Deep Dive into BurrowShell’s Infection Mechanism
BurrowShell operates as an in-memory shellcode implant, primarily delivered through the ClickOnce attack vector. The infection sequence is as follows:
1. Loader Activation: A malicious loader named `mscorsvc.dll` is executed by a renamed Microsoft .NET binary (`NGenTask.exe`), which is presented as `OneDrive.exe`. Both files reside in the same directory.
2. Execution Environment Verification: Before proceeding, the loader verifies if the parent process is operating from an approved directory. If this check fails, the malware terminates to evade detection in analysis environments.
3. Persistence Establishment: Upon passing the verification, the loader creates a registry entry under `Software\Microsoft\Windows\CurrentVersion\Run`, ensuring that `OneDrive.exe` executes upon each system reboot, thereby maintaining persistence.
4. Payload Deployment: The loader reads an RC4-encrypted file named `system32.dll` and decrypts it using a hardcoded 32-character key. This process injects BurrowShell directly into memory, allowing it to operate without leaving traces on the disk, which significantly reduces the likelihood of detection by file-based security scanners.
Once active, BurrowShell communicates with its command-and-control (C2) server over port 443, masquerading its traffic as legitimate Windows Update communications. After registering the infected host’s system details, it enters a continuous loop, awaiting commands from the C2 server. The implant supports a range of commands, including file operations, screenshot capture, shell command execution, and SOCKS proxy tunneling.
Rust-Based RAT and Additional Capabilities
In addition to BurrowShell, SloppyLemming deployed a Rust-based Remote Access Trojan (RAT) through the macro-enabled Excel spreadsheet attack vector. This RAT extends the group’s capabilities by incorporating:
– Keylogging: Recording keystrokes to capture sensitive information such as passwords and confidential communications.
– Port Scanning: Identifying open ports on the network to discover additional vulnerabilities.
– Network Enumeration: Mapping the network to understand its structure and identify potential targets for lateral movement.
Recommendations for Mitigation
Organizations operating within government, defense, and critical infrastructure sectors are advised to implement the following defensive measures:
– Email Security Enhancements: Configure email security tools to block PDF files containing embedded URLs that point to Cloudflare Workers subdomains.
– Macro Execution Policies: Disable macro execution in Office documents received from external sources to prevent automatic execution of malicious code.
– Network Monitoring: Vigilantly monitor network traffic for connections to `.workers.dev` domains and enable SSL/TLS inspection to scrutinize encrypted traffic directed toward suspicious destinations.
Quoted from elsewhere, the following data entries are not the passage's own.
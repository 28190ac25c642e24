// src/transport/sender.rs

use std::io::{self, Read, Write};
use std::path::{Path, PathBuf};
use std::sync::Arc;
use std::time::Duration;

use thiserror::Error;
use tracing::{debug, info, warn};

use crate::config::TransferSection;
use crate::errors::{Result, ShipperError};
use crate::fs::FileSystem;
use crate::transport::frame::{FrameHeader, MessageId, MessageIdCounter};
use crate::transport::session::{Connector, Link, TransportSession};
use crate::transport::FileSink;

/// What happened to a file after one exchange with the collector.
#[derive(Debug, Clone, Copy, PartialEq, Eq)]
pub enum SendOutcome {
    /// Confirmed by the collector; the local copy was deleted (best-effort).
    Delivered { id: MessageId },
    /// Not a data file; nothing was sent.
    Skipped,
    /// The collector answered with the wrong id. The file is kept.
    Unconfirmed { sent: MessageId, received: u32 },
}

/// Why a single transfer attempt failed.
#[derive(Debug, Error)]
pub enum SendError {
    /// The file itself could not be read. Retrying over a new connection
    /// would not help.
    #[error("could not read {}: {source}", path.display())]
    LocalRead {
        path: PathBuf,
        #[source]
        source: io::Error,
    },

    /// The connection failed; the file is intact and can be resent.
    #[error("could not send {}: {source}", path.display())]
    Transport {
        path: PathBuf,
        #[source]
        source: io::Error,
    },
}

/// Per-file transfer settings.
#[derive(Debug, Clone, PartialEq, Eq)]
pub struct TransferSettings {
    pub chunk_size: usize,
    pub data_suffix: String,
    pub pause_after_send: Duration,
}

impl From<&TransferSection> for TransferSettings {
    fn from(transfer: &TransferSection) -> Self {
        Self {
            chunk_size: transfer.chunk_size,
            data_suffix: transfer.data_suffix.clone(),
            pause_after_send: transfer.pause_after_send(),
        }
    }
}

/// Ships files one at a time over a [`TransportSession`] and deletes them
/// once the collector confirms receipt.
#[derive(Debug)]
pub struct FileSender<C: Connector> {
    session: TransportSession<C>,
    fs: Arc<dyn FileSystem>,
    ids: MessageIdCounter,
    serial: String,
    settings: TransferSettings,
}

impl<C: Connector> FileSender<C> {
    pub fn new(
        session: TransportSession<C>,
        fs: Arc<dyn FileSystem>,
        serial: impl Into<String>,
        settings: TransferSettings,
    ) -> Self {
        Self {
            session,
            fs,
            ids: MessageIdCounter::new(),
            serial: serial.into(),
            settings,
        }
    }

    /// Start numbering at `next` instead of 1.
    pub fn with_message_ids(mut self, ids: MessageIdCounter) -> Self {
        self.ids = ids;
        self
    }

    /// The id the next transfer will carry.
    pub fn next_message_id(&self) -> MessageId {
        self.ids.current()
    }

    pub fn session(&self) -> &TransportSession<C> {
        &self.session
    }

    pub fn session_mut(&mut self) -> &mut TransportSession<C> {
        &mut self.session
    }

    pub fn is_data_file(&self, path: &Path) -> bool {
        path.as_os_str()
            .as_encoded_bytes()
            .ends_with(self.settings.data_suffix.as_bytes())
    }

    /// One transfer attempt over the current link.
    pub fn send(&mut self, path: &Path) -> std::result::Result<SendOutcome, SendError> {
        if !self.is_data_file(path) {
            info!(?path, suffix = %self.settings.data_suffix, "skipping file (not a data file)");
            return Ok(SendOutcome::Skipped);
        }

        let local = |source| SendError::LocalRead {
            path: path.to_path_buf(),
            source,
        };
        let transport = |source| SendError::Transport {
            path: path.to_path_buf(),
            source,
        };

        let mut opened = self.fs.open_read(path).map_err(local)?;
        let sent = self.ids.current();
        let header = FrameHeader::new(
            sent,
            path.as_os_str().as_encoded_bytes(),
            self.serial.as_bytes(),
            opened.len,
        )
        .map_err(local)?;

        let Some(link) = self.session.link_mut() else {
            return Err(transport(io::Error::new(
                io::ErrorKind::NotConnected,
                "no connection to the collector",
            )));
        };

        debug!(?path, id = %sent, len = opened.len, "sending file");
        link.write_all(&header.encode()).map_err(transport)?;
        let streamed = stream_content(
            link,
            opened.reader.as_mut(),
            opened.len,
            self.settings.chunk_size,
        );
        match streamed {
            Ok(()) => {}
            Err(StreamError::Read(source)) => {
                // The collector is still waiting for the rest of this file and
                // would take the next header as content.
                warn!(?path, id = %sent, "dropping connection after a partial transfer");
                self.session.close();
                return Err(local(source));
            }
            Err(StreamError::Write(source)) => return Err(transport(source)),
        }
        link.flush().map_err(transport)?;

        let received = read_confirmation(link).map_err(transport)?;

        // The collector has consumed `sent` either way.
        self.ids.advance();

        let outcome = if received == sent.get() {
            if let Err(err) = self.fs.remove_file(path) {
                warn!(
                    ?path,
                    error = %err,
                    "file was sent and confirmed but could not be deleted"
                );
            }
            info!(?path, id = %sent, "file delivered");
            SendOutcome::Delivered { id: sent }
        } else {
            warn!(
                ?path,
                sent = %sent,
                received,
                "received improper confirmation of receipt (file will not be deleted)"
            );
            SendOutcome::Unconfirmed { sent, received }
        };

        if !self.settings.pause_after_send.is_zero()
            && self
                .session
                .shutdown_token()
                .sleep(self.settings.pause_after_send)
                .is_err()
        {
            debug!("shutdown requested during post-send pause");
        }

        Ok(outcome)
    }

    /// Send `path`, reconnecting and resending from scratch after every
    /// transport failure.
    ///
    /// Never returns a transport error: either the file went through (or was
    /// skipped), it could not be read (`ShipperError::LocalRead`), or the
    /// link is beyond recovery and the error is fatal.
    pub fn send_until_success(&mut self, path: &Path) -> Result<SendOutcome> {
        if !self.is_data_file(path) {
            return self.send(path).map_err(into_shipper_error);
        }

        if !self.session.is_connected() {
            self.session.connect_with_retry()?;
        }

        let policy = self.session.policy();
        let mut failures = 0u32;
        loop {
            match self.send(path) {
                Ok(outcome) => return Ok(outcome),
                Err(err @ SendError::LocalRead { .. }) => return Err(into_shipper_error(err)),
                Err(SendError::Transport { source, .. }) => {
                    failures += 1;
                    warn!(?path, error = %source, failures, "connection appears to be lost");
                    if failures >= policy.max_failures {
                        return Err(ShipperError::RetriesExhausted { failures });
                    }
                    self.session.close();
                    self.session.shutdown_token().sleep(policy.delay)?;
                    self.session.connect_with_retry()?;
                }
            }
        }
    }

    /// Close the connection, e.g. on shutdown.
    pub fn close(&mut self) {
        self.session.close();
    }
}

impl<C: Connector> FileSink for FileSender<C> {
    fn ship(&mut self, path: &Path) -> Result<SendOutcome> {
        self.send_until_success(path)
    }
}

fn into_shipper_error(err: SendError) -> ShipperError {
    match err {
        SendError::LocalRead { path, source } => ShipperError::LocalRead { path, source },
        SendError::Transport { path, source } => {
            ShipperError::IoError(io::Error::new(
                source.kind(),
                format!("could not send {}: {source}", path.display()),
            ))
        }
    }
}

enum StreamError {
    Read(io::Error),
    Write(io::Error),
}

/// Stream exactly `len` bytes from `reader` in chunks of at most
/// `chunk_size`. Running out of data early is a read error.
fn stream_content(
    link: &mut dyn Link,
    reader: &mut dyn Read,
    len: u64,
    chunk_size: usize,
) -> std::result::Result<(), StreamError> {
    let mut buf = vec![0u8; chunk_size.min(usize::try_from(len).unwrap_or(usize::MAX))];
    let mut remaining = len;
    while remaining > 0 {
        let want = buf.len().min(usize::try_from(remaining).unwrap_or(usize::MAX));
        let mut filled = 0;
        while filled < want {
            match reader.read(&mut buf[filled..want]) {
                Ok(0) => {
                    return Err(StreamError::Read(io::Error::new(
                        io::ErrorKind::UnexpectedEof,
                        format!(
                            "could not finish reading file (read {} of {} bytes)",
                            len - remaining + filled as u64,
                            len
                        ),
                    )));
                }
                Ok(n) => filled += n,
                Err(err) if err.kind() == io::ErrorKind::Interrupted => {}
                Err(err) => return Err(StreamError::Read(err)),
            }
        }
        link.write_all(&buf[..want]).map_err(StreamError::Write)?;
        remaining -= want as u64;
    }
    Ok(())
}

fn read_confirmation(link: &mut dyn Link) -> io::Result<u32> {
    let mut confirmation = [0u8; 4];
    link.read_exact(&mut confirmation).map_err(|err| {
        if err.kind() == io::ErrorKind::UnexpectedEof {
            io::Error::new(
                io::ErrorKind::UnexpectedEof,
                "connection was closed before confirmation was received",
            )
        } else {
            err
        }
    })?;
    Ok(u32::from_le_bytes(confirmation))
}
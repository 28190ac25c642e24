// src/watch/scanner.rs

//! Backfill scans: ship what is already on disk and put a watch on the live
//! branch.
//!
//! A scan lists a directory once, ships its files in name order, then walks
//! its subdirectories in name order. Only the last subdirectory of a live
//! directory is itself live: it is watched before being scanned, so nothing
//! created in it between listing and watching is missed. Every other
//! subdirectory is drained and then removed if empty.

use std::ffi::OsString;
use std::path::Path;
use std::sync::Arc;
use std::time::Duration;

use tracing::{debug, info, warn};

use crate::engine::shutdown::Shutdown;
use crate::errors::{Result, ShipperError};
use crate::fs::{remove_dir_best_effort, EntryKind, FileSystem};
use crate::transport::FileSink;
use crate::watch::facility::WatchFacility;
use crate::watch::path_utils::ScanLimits;
use crate::watch::table::WatchTable;

/// The mutable state a scan needs to touch.
pub struct ScanContext<'a> {
    pub table: &'a mut WatchTable,
    pub facility: &'a mut dyn WatchFacility,
    pub sink: &'a mut dyn FileSink,
}

/// Entries of one directory, split by kind and sorted by name.
#[derive(Debug, Default, Clone, PartialEq, Eq)]
pub struct Listing {
    pub files: Vec<OsString>,
    pub dirs: Vec<OsString>,
}

#[derive(Debug, Clone)]
pub struct DirectoryScanner {
    fs: Arc<dyn FileSystem>,
    limits: ScanLimits,
    last_file_grace: Duration,
    shutdown: Shutdown,
}

impl DirectoryScanner {
    pub fn new(
        fs: Arc<dyn FileSystem>,
        limits: ScanLimits,
        last_file_grace: Duration,
        shutdown: Shutdown,
    ) -> Self {
        Self {
            fs,
            limits,
            last_file_grace,
            shutdown,
        }
    }

    pub fn fs(&self) -> &dyn FileSystem {
        self.fs.as_ref()
    }

    /// Scan `dir`, which sits at `depth`. Its entries are at `depth + 1`.
    ///
    /// When `live` is set, `dir` is expected to be watched already.
    pub fn scan(
        &self,
        dir: &Path,
        depth: usize,
        live: bool,
        ctx: &mut ScanContext<'_>,
    ) -> Result<()> {
        debug!(?dir, depth, live, "scanning directory");
        let listing = self.list(dir)?;
        self.ship_files(dir, &listing.files, live, ctx)?;
        self.descend(dir, depth, live, &listing.dirs, ctx)
    }

    /// List and classify the entries of `dir`, enforcing the length limits.
    pub fn list(&self, dir: &Path) -> Result<Listing> {
        let names = self
            .fs
            .read_dir(dir)
            .map_err(|source| ShipperError::UnreadableDirectory {
                path: dir.to_path_buf(),
                source,
            })?;

        let mut listing = Listing::default();
        for name in names {
            if name == "." || name == ".." {
                continue;
            }
            self.limits.check_path(dir, &name)?;

            let path = dir.join(&name);
            match self.fs.entry_kind(&path) {
                Ok(EntryKind::Directory) => {
                    self.limits.check_name(&name, true)?;
                    listing.dirs.push(name);
                }
                Ok(EntryKind::File) => {
                    self.limits.check_name(&name, false)?;
                    listing.files.push(name);
                }
                Ok(EntryKind::Other) => debug!(?path, "ignoring special file"),
                // Most likely removed between listing and stat.
                Err(err) => warn!(?path, error = %err, "could not read entry"),
            }
        }

        listing.files.sort();
        listing.dirs.sort();
        Ok(listing)
    }

    fn ship_files(
        &self,
        dir: &Path,
        files: &[OsString],
        live: bool,
        ctx: &mut ScanContext<'_>,
    ) -> Result<()> {
        for (index, name) in files.iter().enumerate() {
            let path = dir.join(name);

            // The newest file of a live directory may still be open for writing.
            if live && index + 1 == files.len() && !self.last_file_grace.is_zero() {
                info!(?path, grace = ?self.last_file_grace, "waiting before sending last file");
                self.shutdown.sleep(self.last_file_grace)?;
            }

            match ctx.sink.ship(&path) {
                Ok(outcome) => debug!(?path, ?outcome, "backfilled file"),
                Err(err) if !err.is_fatal() => {
                    warn!(error = %err, "skipping file (deleted concurrently or not fully written)")
                }
                Err(err) => return Err(err),
            }
        }
        Ok(())
    }

    fn descend(
        &self,
        dir: &Path,
        depth: usize,
        live: bool,
        dirs: &[OsString],
        ctx: &mut ScanContext<'_>,
    ) -> Result<()> {
        let child_depth = depth + 1;

        for (index, name) in dirs.iter().enumerate() {
            let path = dir.join(name);
            let on_live_branch = live && index + 1 == dirs.len();
            let child_live = on_live_branch && child_depth <= ctx.table.max_depth();

            if child_live {
                let handle = ctx.facility.add_watch(&path)?;
                ctx.table.install(child_depth, handle, &path)?;
            } else if on_live_branch {
                warn!(
                    ?path,
                    depth = child_depth,
                    "directory is past the maximum watch depth; draining without a watch"
                );
            }

            self.scan(&path, child_depth, child_live, ctx)?;

            if !on_live_branch {
                remove_dir_best_effort(self.fs.as_ref(), &path);
            }
        }
        Ok(())
    }
}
– Endpoint Detection: Establish rules to flag instances where `NGenTask.exe` or `phoneactivate.exe` load DLLs from non-standard paths. Additionally, monitor for unexpected entries in the `CurrentVersion\Run` registry key.
– Security Awareness Training: Conduct regular training sessions to educate employees about the dangers of spear-phishing and the importance of not enabling macros or clicking on unverified links.
By adopting these measures, organizations can bolster their defenses against sophisticated threats like those posed by SloppyLemming, thereby safeguarding sensitive information and maintaining operational integrity.